(What is needed): Once the line containing "pub const fn read_open_write_authenticated()" has been copied, stop; copy every line before it exactly, beginning with the first line of the material below.

---------- Records provided ----------

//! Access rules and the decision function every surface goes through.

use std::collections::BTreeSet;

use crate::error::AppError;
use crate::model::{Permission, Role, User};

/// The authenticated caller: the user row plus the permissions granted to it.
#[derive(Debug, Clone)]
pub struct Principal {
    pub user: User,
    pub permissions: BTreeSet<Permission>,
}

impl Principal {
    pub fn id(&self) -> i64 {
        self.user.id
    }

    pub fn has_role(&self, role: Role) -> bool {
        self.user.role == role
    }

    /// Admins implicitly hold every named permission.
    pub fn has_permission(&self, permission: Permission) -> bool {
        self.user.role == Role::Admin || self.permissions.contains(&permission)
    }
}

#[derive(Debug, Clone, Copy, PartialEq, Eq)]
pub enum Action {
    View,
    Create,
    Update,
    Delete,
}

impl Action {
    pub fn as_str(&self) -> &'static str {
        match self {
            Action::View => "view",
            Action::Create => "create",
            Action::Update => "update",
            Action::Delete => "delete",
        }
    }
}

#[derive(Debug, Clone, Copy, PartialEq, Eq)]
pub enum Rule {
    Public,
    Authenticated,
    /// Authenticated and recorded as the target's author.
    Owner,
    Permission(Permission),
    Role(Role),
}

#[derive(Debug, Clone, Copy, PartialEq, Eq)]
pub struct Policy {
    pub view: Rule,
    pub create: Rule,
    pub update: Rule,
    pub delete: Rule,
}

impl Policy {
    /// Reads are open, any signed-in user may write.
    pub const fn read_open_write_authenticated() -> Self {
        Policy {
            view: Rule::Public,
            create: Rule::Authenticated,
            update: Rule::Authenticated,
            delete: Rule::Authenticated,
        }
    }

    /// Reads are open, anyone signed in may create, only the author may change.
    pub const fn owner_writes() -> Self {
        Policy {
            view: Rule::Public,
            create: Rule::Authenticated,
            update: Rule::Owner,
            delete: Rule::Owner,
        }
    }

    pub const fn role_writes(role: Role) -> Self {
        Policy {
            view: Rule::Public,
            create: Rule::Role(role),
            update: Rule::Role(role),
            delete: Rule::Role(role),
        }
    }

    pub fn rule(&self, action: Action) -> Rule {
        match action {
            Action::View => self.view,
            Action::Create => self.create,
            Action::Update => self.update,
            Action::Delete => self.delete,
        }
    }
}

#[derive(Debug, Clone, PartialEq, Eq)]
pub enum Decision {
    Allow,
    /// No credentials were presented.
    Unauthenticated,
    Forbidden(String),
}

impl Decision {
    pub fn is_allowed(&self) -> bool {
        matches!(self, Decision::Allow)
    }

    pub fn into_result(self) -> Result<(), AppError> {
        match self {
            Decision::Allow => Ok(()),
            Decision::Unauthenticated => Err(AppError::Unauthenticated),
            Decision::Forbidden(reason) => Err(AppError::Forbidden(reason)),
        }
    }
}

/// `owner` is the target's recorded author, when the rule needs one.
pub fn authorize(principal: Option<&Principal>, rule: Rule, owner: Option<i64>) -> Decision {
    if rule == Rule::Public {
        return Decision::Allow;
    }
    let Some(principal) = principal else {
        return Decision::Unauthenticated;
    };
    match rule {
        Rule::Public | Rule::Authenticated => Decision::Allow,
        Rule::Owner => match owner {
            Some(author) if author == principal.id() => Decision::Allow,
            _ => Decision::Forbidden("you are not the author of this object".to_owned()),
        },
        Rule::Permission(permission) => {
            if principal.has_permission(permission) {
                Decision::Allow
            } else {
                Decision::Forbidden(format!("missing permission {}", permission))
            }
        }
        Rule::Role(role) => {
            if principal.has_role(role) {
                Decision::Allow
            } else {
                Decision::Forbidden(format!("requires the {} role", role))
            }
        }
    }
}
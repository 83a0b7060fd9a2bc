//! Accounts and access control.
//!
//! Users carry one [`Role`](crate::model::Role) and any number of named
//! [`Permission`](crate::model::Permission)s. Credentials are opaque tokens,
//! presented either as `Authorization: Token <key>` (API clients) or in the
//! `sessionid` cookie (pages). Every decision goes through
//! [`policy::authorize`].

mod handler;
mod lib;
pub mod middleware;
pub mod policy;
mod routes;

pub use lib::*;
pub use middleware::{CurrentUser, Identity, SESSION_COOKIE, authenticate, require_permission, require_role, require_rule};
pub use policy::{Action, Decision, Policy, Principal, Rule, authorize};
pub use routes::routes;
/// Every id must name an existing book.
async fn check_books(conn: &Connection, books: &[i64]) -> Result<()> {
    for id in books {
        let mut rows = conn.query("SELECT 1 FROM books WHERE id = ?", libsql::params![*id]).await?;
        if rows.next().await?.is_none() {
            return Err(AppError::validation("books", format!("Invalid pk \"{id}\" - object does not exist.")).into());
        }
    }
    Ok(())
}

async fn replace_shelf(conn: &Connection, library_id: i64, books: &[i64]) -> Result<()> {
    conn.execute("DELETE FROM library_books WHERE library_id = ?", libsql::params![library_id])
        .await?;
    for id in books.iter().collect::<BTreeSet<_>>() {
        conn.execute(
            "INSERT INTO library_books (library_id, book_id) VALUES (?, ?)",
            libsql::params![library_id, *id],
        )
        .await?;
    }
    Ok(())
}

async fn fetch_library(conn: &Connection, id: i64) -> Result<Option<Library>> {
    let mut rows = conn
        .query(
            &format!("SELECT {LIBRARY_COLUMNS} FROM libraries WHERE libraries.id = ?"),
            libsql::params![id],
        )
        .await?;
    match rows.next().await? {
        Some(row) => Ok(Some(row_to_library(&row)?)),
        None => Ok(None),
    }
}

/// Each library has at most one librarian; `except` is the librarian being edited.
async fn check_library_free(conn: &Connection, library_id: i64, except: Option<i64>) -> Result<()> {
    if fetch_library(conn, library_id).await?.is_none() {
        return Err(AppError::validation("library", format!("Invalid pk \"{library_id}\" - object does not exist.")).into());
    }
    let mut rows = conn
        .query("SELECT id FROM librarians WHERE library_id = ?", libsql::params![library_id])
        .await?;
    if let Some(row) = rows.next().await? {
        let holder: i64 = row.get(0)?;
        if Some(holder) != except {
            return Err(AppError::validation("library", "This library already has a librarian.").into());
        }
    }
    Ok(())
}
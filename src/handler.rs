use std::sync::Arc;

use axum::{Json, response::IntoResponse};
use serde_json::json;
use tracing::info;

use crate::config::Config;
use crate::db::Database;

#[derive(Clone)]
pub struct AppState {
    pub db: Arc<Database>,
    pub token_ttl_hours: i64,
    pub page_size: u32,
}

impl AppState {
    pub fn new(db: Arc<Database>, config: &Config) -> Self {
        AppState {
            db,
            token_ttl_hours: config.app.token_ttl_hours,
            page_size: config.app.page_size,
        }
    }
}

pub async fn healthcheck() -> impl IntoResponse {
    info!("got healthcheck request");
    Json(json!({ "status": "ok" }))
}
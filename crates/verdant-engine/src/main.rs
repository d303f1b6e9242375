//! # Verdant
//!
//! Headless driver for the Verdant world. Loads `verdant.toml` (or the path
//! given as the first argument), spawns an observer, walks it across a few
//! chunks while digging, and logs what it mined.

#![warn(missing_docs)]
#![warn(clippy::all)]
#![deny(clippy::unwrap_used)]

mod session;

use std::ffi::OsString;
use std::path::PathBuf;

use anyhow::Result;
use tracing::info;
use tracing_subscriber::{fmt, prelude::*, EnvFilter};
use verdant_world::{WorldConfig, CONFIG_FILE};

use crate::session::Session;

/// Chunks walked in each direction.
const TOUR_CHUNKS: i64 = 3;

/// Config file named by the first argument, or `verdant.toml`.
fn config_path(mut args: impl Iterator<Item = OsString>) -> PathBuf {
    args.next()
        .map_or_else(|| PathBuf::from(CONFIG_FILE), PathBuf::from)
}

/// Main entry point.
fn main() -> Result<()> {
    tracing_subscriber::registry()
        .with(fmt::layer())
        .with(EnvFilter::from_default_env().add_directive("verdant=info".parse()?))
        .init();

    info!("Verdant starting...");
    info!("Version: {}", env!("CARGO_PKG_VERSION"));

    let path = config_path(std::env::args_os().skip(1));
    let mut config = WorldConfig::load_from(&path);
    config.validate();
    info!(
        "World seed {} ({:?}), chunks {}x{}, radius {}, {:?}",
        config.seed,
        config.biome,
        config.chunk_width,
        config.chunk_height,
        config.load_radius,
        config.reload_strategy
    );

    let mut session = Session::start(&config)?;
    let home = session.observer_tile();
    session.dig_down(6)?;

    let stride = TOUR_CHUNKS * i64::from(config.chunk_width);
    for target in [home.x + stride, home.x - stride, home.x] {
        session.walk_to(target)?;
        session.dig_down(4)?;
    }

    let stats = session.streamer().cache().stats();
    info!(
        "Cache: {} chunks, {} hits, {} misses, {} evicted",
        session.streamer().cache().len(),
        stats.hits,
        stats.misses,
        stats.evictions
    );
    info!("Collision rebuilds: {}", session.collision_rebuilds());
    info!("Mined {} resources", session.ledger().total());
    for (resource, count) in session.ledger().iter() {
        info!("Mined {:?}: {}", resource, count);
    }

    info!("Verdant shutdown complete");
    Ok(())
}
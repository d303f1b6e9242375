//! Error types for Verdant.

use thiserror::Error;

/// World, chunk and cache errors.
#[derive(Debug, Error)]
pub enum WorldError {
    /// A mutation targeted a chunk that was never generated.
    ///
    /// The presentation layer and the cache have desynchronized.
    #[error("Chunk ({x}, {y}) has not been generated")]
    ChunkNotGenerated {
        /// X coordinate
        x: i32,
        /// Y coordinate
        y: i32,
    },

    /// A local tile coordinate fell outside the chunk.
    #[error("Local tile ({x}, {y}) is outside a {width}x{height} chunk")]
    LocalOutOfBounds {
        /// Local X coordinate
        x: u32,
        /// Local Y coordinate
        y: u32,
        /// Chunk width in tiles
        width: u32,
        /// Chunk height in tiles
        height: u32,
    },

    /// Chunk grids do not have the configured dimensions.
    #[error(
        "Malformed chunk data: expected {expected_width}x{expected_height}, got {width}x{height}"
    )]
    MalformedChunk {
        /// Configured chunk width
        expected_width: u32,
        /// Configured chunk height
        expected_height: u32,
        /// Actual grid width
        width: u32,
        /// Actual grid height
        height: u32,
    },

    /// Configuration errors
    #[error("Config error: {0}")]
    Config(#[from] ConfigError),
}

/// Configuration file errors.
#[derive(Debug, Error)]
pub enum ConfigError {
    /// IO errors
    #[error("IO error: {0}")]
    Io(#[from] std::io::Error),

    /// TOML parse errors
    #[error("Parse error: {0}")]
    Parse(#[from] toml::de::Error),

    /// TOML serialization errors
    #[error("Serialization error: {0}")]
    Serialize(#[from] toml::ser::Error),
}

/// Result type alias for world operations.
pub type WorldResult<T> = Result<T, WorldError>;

----------

(Expected answer):
//! Access rules and the decision function every surface goes through.

use std::collections::BTreeSet;

use crate::error::AppError;
use crate::model::{Permission, Role, User};

/// The authenticated caller: the user row plus the permissions granted to it.
#[derive(Debug, Clone)]
pub struct Principal {
    pub user: User,
    pub permissions: BTreeSet<Permission>,
}

impl Principal {
    pub fn id(&self) -> i64 {
        self.user.id
    }

    pub fn has_role(&self, role: Role) -> bool {
        self.user.role == role
    }

    /// Admins implicitly hold every named permission.
    pub fn has_permission(&self, permission: Permission) -> bool {
        self.user.role == Role::Admin || self.permissions.contains(&permission)
    }
}

#[derive(Debug, Clone, Copy, PartialEq, Eq)]
pub enum Action {
    View,
    Create,
    Update,
    Delete,
}

impl Action {
    pub fn as_str(&self) -> &'static str {
        match self {
            Action::View => "view",
            Action::Create => "create",
            Action::Update => "update",
            Action::Delete => "delete",
        }
    }
}

#[derive(Debug, Clone, Copy, PartialEq, Eq)]
pub enum Rule {
    Public,
    Authenticated,
    /// Authenticated and recorded as the target's author.
    Owner,
    Permission(Permission),
    Role(Role),
}

#[derive(Debug, Clone, Copy, PartialEq, Eq)]
pub struct Policy {
    pub view: Rule,
    pub create: Rule,
    pub update: Rule,
    pub delete: Rule,
}

impl Policy {
    /// Reads are open, any signed-in user may write.
    pub const fn read_open_write_authenticated() -> Self {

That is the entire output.